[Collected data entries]
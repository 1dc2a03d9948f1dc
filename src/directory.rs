//! Device Directory: stateless enumeration of attachable devices.
//!
//! One function per family. A missing or broken driver layer is never an
//! error here: the family simply enumerates as empty, with a warning in the
//! diagnostic log.

use hidapi::HidApi;
use rusb::{Device, GlobalContext, UsbContext};
use serde::{Deserialize, Serialize};
use std::ffi::CString;
use thiserror::Error;
use tracing::warn;

/// Identifies one HID device. `path` is preferred for opening because it
/// disambiguates multiple interfaces sharing a vid:pid.
#[derive(Debug, Clone)]
pub struct HidDescriptor {
    pub path: Option<CString>,
    pub vendor_id: u16,
    pub product_id: u16,
    pub product: Option<String>,
}

impl HidDescriptor {
    pub fn label(&self) -> String {
        match &self.product {
            Some(product) if !product.is_empty() => product.clone(),
            _ => format!("HID {:04x}:{:04x}", self.vendor_id, self.product_id),
        }
    }
}

/// Identifies one serial (COM) port by name.
#[derive(Debug, Clone, PartialEq, Eq, Serialize, Deserialize)]
pub struct SerialDescriptor {
    pub port_name: String,
}

impl SerialDescriptor {
    pub fn label(&self) -> String {
        self.port_name.clone()
    }
}

/// Identifies one raw USB device. Carries the rusb device so the worker can
/// open exactly the enumerated device, not a vid:pid lookalike.
#[derive(Debug, Clone)]
pub struct UsbDescriptor {
    pub device: Device<GlobalContext>,
    pub vendor_id: u16,
    pub product_id: u16,
}

impl UsbDescriptor {
    pub fn label(&self) -> String {
        format!("USB {:04x}:{:04x}", self.vendor_id, self.product_id)
    }
}

/// List HID devices, or nothing when hidapi cannot initialize.
pub fn hid_devices() -> Vec<HidDescriptor> {
    match HidApi::new() {
        Ok(api) => api
            .device_list()
            .map(|info| HidDescriptor {
                path: Some(info.path().to_owned()).filter(|p| !p.as_bytes().is_empty()),
                vendor_id: info.vendor_id(),
                product_id: info.product_id(),
                product: info.product_string().map(str::to_string),
            })
            .collect(),
        Err(e) => {
            warn!(error = %e, "hidapi unavailable, no HID devices listed");
            Vec::new()
        }
    }
}

/// List serial ports, or nothing when the platform query fails.
pub fn serial_ports() -> Vec<SerialDescriptor> {
    match serialport::available_ports() {
        Ok(ports) => ports
            .into_iter()
            .map(|port| SerialDescriptor {
                port_name: port.port_name,
            })
            .collect(),
        Err(e) => {
            warn!(error = %e, "serial enumeration unavailable, no ports listed");
            Vec::new()
        }
    }
}

/// List raw USB devices, or nothing when libusb is unavailable. Devices
/// whose descriptor cannot be queried are skipped.
pub fn usb_devices() -> Vec<UsbDescriptor> {
    match GlobalContext::default().devices() {
        Ok(list) => list
            .iter()
            .filter_map(|device| {
                let desc = device.device_descriptor().ok()?;
                Some(UsbDescriptor {
                    vendor_id: desc.vendor_id(),
                    product_id: desc.product_id(),
                    device,
                })
            })
            .collect(),
        Err(e) => {
            warn!(error = %e, "libusb unavailable, no USB devices listed");
            Vec::new()
        }
    }
}

/// One row of the unified device listing. HID and USB rows carry their
/// position in the family's enumeration so a listing can print the selector
/// that resolves back to the same device.
#[derive(Debug, Clone)]
pub enum DeviceEntry {
    Hid {
        index: usize,
        descriptor: HidDescriptor,
    },
    Usb {
        index: usize,
        descriptor: UsbDescriptor,
    },
    Serial { descriptor: SerialDescriptor },
}

impl DeviceEntry {
    /// Short family tag for listings ("HID"/"USB"/"COM").
    pub fn family_tag(&self) -> &'static str {
        match self {
            DeviceEntry::Hid { .. } => "HID",
            DeviceEntry::Usb { .. } => "USB",
            DeviceEntry::Serial { .. } => "COM",
        }
    }

    pub fn label(&self) -> String {
        match self {
            DeviceEntry::Hid { descriptor, .. } => descriptor.label(),
            DeviceEntry::Usb { descriptor, .. } => descriptor.label(),
            DeviceEntry::Serial { descriptor } => descriptor.label(),
        }
    }

    /// Selector string accepted by [`DeviceSelector::parse`].
    pub fn selector(&self) -> String {
        match self {
            DeviceEntry::Hid { index, .. } => format!("hid:{index}"),
            DeviceEntry::Usb { index, .. } => format!("usb:{index}"),
            DeviceEntry::Serial { descriptor } => format!("com:{}", descriptor.port_name),
        }
    }

    fn matches(&self, filter: &str) -> bool {
        self.label().to_lowercase().contains(filter)
    }
}

/// Enumerate every family, optionally filtered by a case-insensitive
/// substring of the label. Indices are assigned before the filter runs, so
/// a filtered listing still shows selectors that resolve against the full
/// per-family enumeration.
pub fn all_devices(filter: Option<&str>) -> Vec<DeviceEntry> {
    let entries = hid_devices()
        .into_iter()
        .enumerate()
        .map(|(index, descriptor)| DeviceEntry::Hid { index, descriptor })
        .chain(
            usb_devices()
                .into_iter()
                .enumerate()
                .map(|(index, descriptor)| DeviceEntry::Usb { index, descriptor }),
        )
        .chain(
            serial_ports()
                .into_iter()
                .map(|descriptor| DeviceEntry::Serial { descriptor }),
        )
        .collect();
    match filter {
        Some(filter) => filter_entries(entries, filter),
        None => entries,
    }
}

/// Case-insensitive substring filter over entry labels.
pub fn filter_entries(entries: Vec<DeviceEntry>, filter: &str) -> Vec<DeviceEntry> {
    let needle = filter.trim().to_lowercase();
    if needle.is_empty() {
        return entries;
    }
    entries
        .into_iter()
        .filter(|entry| entry.matches(&needle))
        .collect()
}

/// Parse failure for a device selector string.
#[derive(Debug, Error, PartialEq, Eq)]
pub enum SelectorError {
    #[error("selector must look like FAMILY:WHICH (e.g. hid:0, usb:1, com:COM3)")]
    Malformed,
    #[error("unknown device family: {0}")]
    UnknownFamily(String),
    #[error("device index is not a number: {0}")]
    BadIndex(String),
}

/// A user's device selection: family plus a family-local index, or a port
/// name for serial.
#[derive(Debug, Clone, PartialEq, Eq)]
pub enum DeviceSelector {
    Hid(usize),
    Usb(usize),
    Serial(String),
}

impl DeviceSelector {
    pub fn parse(s: &str) -> Result<Self, SelectorError> {
        let (family, which) = s.split_once(':').ok_or(SelectorError::Malformed)?;
        let which = which.trim();
        if which.is_empty() {
            return Err(SelectorError::Malformed);
        }
        match family.trim().to_lowercase().as_str() {
            "hid" => Ok(DeviceSelector::Hid(parse_index(which)?)),
            "usb" => Ok(DeviceSelector::Usb(parse_index(which)?)),
            "com" | "serial" => Ok(DeviceSelector::Serial(which.to_string())),
            other => Err(SelectorError::UnknownFamily(other.to_string())),
        }
    }
}

fn parse_index(s: &str) -> Result<usize, SelectorError> {
    s.parse().map_err(|_| SelectorError::BadIndex(s.to_string()))
}

#[cfg(test)]
mod tests {
    use super::*;

    fn hid_entry(index: usize, product: &str) -> DeviceEntry {
        DeviceEntry::Hid {
            index,
            descriptor: HidDescriptor {
                path: None,
                vendor_id: 0x046d,
                product_id: 0xc52b,
                product: Some(product.to_string()),
            },
        }
    }

    #[test]
    fn test_enumeration_tolerates_missing_drivers() {
        // Whatever the host looks like, enumeration returns a list, never
        // an error or a panic.
        let _ = hid_devices();
        let _ = serial_ports();
        let _ = usb_devices();
    }

    #[test]
    fn test_filter_is_case_insensitive_substring() {
        let entries = vec![
            hid_entry(0, "Logitech Receiver"),
            hid_entry(1, "Apple Keyboard"),
            DeviceEntry::Serial {
                descriptor: SerialDescriptor {
                    port_name: "/dev/ttyUSB0".into(),
                },
            },
        ];

        let filtered = filter_entries(entries.clone(), "keyboard");
        assert_eq!(filtered.len(), 1);
        assert_eq!(filtered[0].label(), "Apple Keyboard");

        let all = filter_entries(entries, "  ");
        assert_eq!(all.len(), 3);
    }

    #[test]
    fn test_entry_selectors_survive_filtering() {
        let entries = vec![
            hid_entry(0, "Logitech Receiver"),
            hid_entry(1, "Apple Keyboard"),
            DeviceEntry::Serial {
                descriptor: SerialDescriptor {
                    port_name: "/dev/ttyUSB0".into(),
                },
            },
        ];

        // A filtered row keeps the selector of its unfiltered position, and
        // the selector string parses back to the matching selection.
        let filtered = filter_entries(entries, "keyboard");
        assert_eq!(filtered[0].selector(), "hid:1");
        assert_eq!(
            DeviceSelector::parse(&filtered[0].selector()),
            Ok(DeviceSelector::Hid(1))
        );

        let serial = DeviceEntry::Serial {
            descriptor: SerialDescriptor {
                port_name: "/dev/ttyUSB0".into(),
            },
        };
        assert_eq!(
            DeviceSelector::parse(&serial.selector()),
            Ok(DeviceSelector::Serial("/dev/ttyUSB0".into()))
        );
    }

    #[test]
    fn test_hid_label_falls_back_to_ids() {
        let anon = HidDescriptor {
            path: None,
            vendor_id: 0x1234,
            product_id: 0xabcd,
            product: None,
        };
        assert_eq!(anon.label(), "HID 1234:abcd");
    }

    #[test]
    fn test_selector_parsing() {
        assert_eq!(DeviceSelector::parse("hid:2"), Ok(DeviceSelector::Hid(2)));
        assert_eq!(DeviceSelector::parse("USB:0"), Ok(DeviceSelector::Usb(0)));
        assert_eq!(
            DeviceSelector::parse("com:COM3"),
            Ok(DeviceSelector::Serial("COM3".into()))
        );
        assert_eq!(
            DeviceSelector::parse("serial:/dev/ttyUSB0"),
            Ok(DeviceSelector::Serial("/dev/ttyUSB0".into()))
        );

        assert_eq!(DeviceSelector::parse("hid"), Err(SelectorError::Malformed));
        assert_eq!(
            DeviceSelector::parse("gpu:0"),
            Err(SelectorError::UnknownFamily("gpu".into()))
        );
        assert_eq!(
            DeviceSelector::parse("hid:first"),
            Err(SelectorError::BadIndex("first".into()))
        );
    }
}
//! Serial (COM port) worker driver backed by the serialport crate.

use crate::directory::SerialDescriptor;
use crate::event::{EventPayload, EventRecord, Family};
use crate::funnel::EventSink;
use crate::worker::{DeviceDriver, PollOutcome, WorkerError};
use serialport::SerialPort;
use std::io::Read;
use std::time::Duration;

/// Read timeout per poll; bounds the stop-signal turnaround.
const READ_TIMEOUT: Duration = Duration::from_millis(500);

/// Reads newline-terminated lines from one serial port.
///
/// Bytes are buffered across polls until a delimiter arrives; decoding is
/// lossy, so invalid encoding degrades to replacement characters instead of
/// failing the worker.
pub struct SerialDriver {
    descriptor: SerialDescriptor,
    baud_rate: u32,
    pending: Vec<u8>,
}

impl SerialDriver {
    pub fn new(descriptor: SerialDescriptor, baud_rate: u32) -> Self {
        Self {
            descriptor,
            baud_rate,
            pending: Vec::new(),
        }
    }

    /// Split off complete lines from the pending buffer and push them.
    fn flush_lines(&mut self, sink: &EventSink) -> bool {
        let mut pushed = false;
        while let Some(pos) = self.pending.iter().position(|&b| b == b'\n') {
            let line: Vec<u8> = self.pending.drain(..=pos).collect();
            let text = String::from_utf8_lossy(&line)
                .trim_end_matches(&['\r', '\n'][..])
                .to_string();
            sink.push(EventRecord::new(EventPayload::Serial { text }));
            pushed = true;
        }
        pushed
    }

    /// Push whatever sits after the last delimiter as a final event, so a
    /// device that never terminates its output still surfaces it at stop.
    fn flush_residue(&mut self, sink: &EventSink) {
        if self.pending.is_empty() {
            return;
        }
        let rest = std::mem::take(&mut self.pending);
        let text = String::from_utf8_lossy(&rest)
            .trim_end_matches('\r')
            .to_string();
        sink.push(EventRecord::new(EventPayload::Serial { text }));
    }
}

impl DeviceDriver for SerialDriver {
    type Handle = Box<dyn SerialPort>;

    fn family(&self) -> Family {
        Family::Serial
    }

    fn describe(&self) -> String {
        format!("{} @ {}", self.descriptor.port_name, self.baud_rate)
    }

    fn open(&mut self) -> Result<Box<dyn SerialPort>, WorkerError> {
        let port = serialport::new(self.descriptor.port_name.clone(), self.baud_rate)
            .timeout(READ_TIMEOUT)
            .open()?;
        Ok(port)
    }

    fn poll(
        &mut self,
        port: &mut Box<dyn SerialPort>,
        sink: &EventSink,
    ) -> Result<PollOutcome, WorkerError> {
        let mut chunk = [0u8; 256];
        match port.read(&mut chunk) {
            Ok(0) => Ok(PollOutcome::Idle),
            Ok(n) => {
                self.pending.extend_from_slice(&chunk[..n]);
                if self.flush_lines(sink) {
                    Ok(PollOutcome::Events)
                } else {
                    Ok(PollOutcome::Idle)
                }
            }
            // A timed-out read is an empty read, not a failure.
            Err(e)
                if e.kind() == std::io::ErrorKind::TimedOut
                    || e.kind() == std::io::ErrorKind::WouldBlock =>
            {
                Ok(PollOutcome::Idle)
            }
            Err(e) => Err(e.into()),
        }
    }

    fn close(&mut self, handle: Box<dyn SerialPort>, sink: &EventSink) {
        drop(handle);
        self.flush_residue(sink);
    }
}

#[cfg(test)]
mod tests {
    use super::*;
    use crate::funnel::funnel;

    fn driver() -> SerialDriver {
        SerialDriver::new(
            SerialDescriptor {
                port_name: "/dev/ttyTEST".into(),
            },
            115200,
        )
    }

    #[test]
    fn test_line_assembly_across_chunks() {
        let (sink, drain) = funnel();
        let mut d = driver();

        d.pending.extend_from_slice(b"hel");
        assert!(!d.flush_lines(&sink));

        d.pending.extend_from_slice(b"lo\r\nwor");
        assert!(d.flush_lines(&sink));

        let records = drain.drain();
        assert_eq!(records.len(), 1);
        assert_eq!(
            records[0].payload,
            EventPayload::Serial {
                text: "hello".into()
            }
        );
        // The partial second line stays buffered.
        assert_eq!(d.pending, b"wor");
    }

    #[test]
    fn test_lossy_decode_never_fails() {
        let (sink, drain) = funnel();
        let mut d = driver();

        d.pending.extend_from_slice(&[0xff, 0xfe, b'!', b'\n']);
        assert!(d.flush_lines(&sink));

        let records = drain.drain();
        match &records[0].payload {
            EventPayload::Serial { text } => {
                assert!(text.ends_with('!'));
                assert!(text.contains('\u{fffd}'));
            }
            other => panic!("unexpected payload: {other:?}"),
        }
    }

    #[test]
    fn test_residue_flushed_as_final_event() {
        let (sink, drain) = funnel();
        let mut d = driver();

        // A stream with no trailing delimiter: the complete line goes out
        // on flush, the tail only when the stream closes.
        d.pending.extend_from_slice(b"done\r\npartial\r");
        assert!(d.flush_lines(&sink));
        d.flush_residue(&sink);
        d.flush_residue(&sink);

        let texts: Vec<String> = drain
            .drain()
            .into_iter()
            .map(|r| match r.payload {
                EventPayload::Serial { text } => text,
                other => panic!("unexpected payload: {other:?}"),
            })
            .collect();
        assert_eq!(texts, vec!["done", "partial"]);
        assert!(d.pending.is_empty());
    }

    #[test]
    fn test_multiple_lines_in_one_chunk() {
        let (sink, drain) = funnel();
        let mut d = driver();

        d.pending.extend_from_slice(b"a\nb\nc\n");
        assert!(d.flush_lines(&sink));
        let texts: Vec<String> = drain
            .drain()
            .into_iter()
            .map(|r| match r.payload {
                EventPayload::Serial { text } => text,
                other => panic!("unexpected payload: {other:?}"),
            })
            .collect();
        assert_eq!(texts, vec!["a", "b", "c"]);
    }
}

◆ Exercise details ◆
Tell how many lines above contain the word "texts". Give the number alone.

◆ Solution for this task ◆
4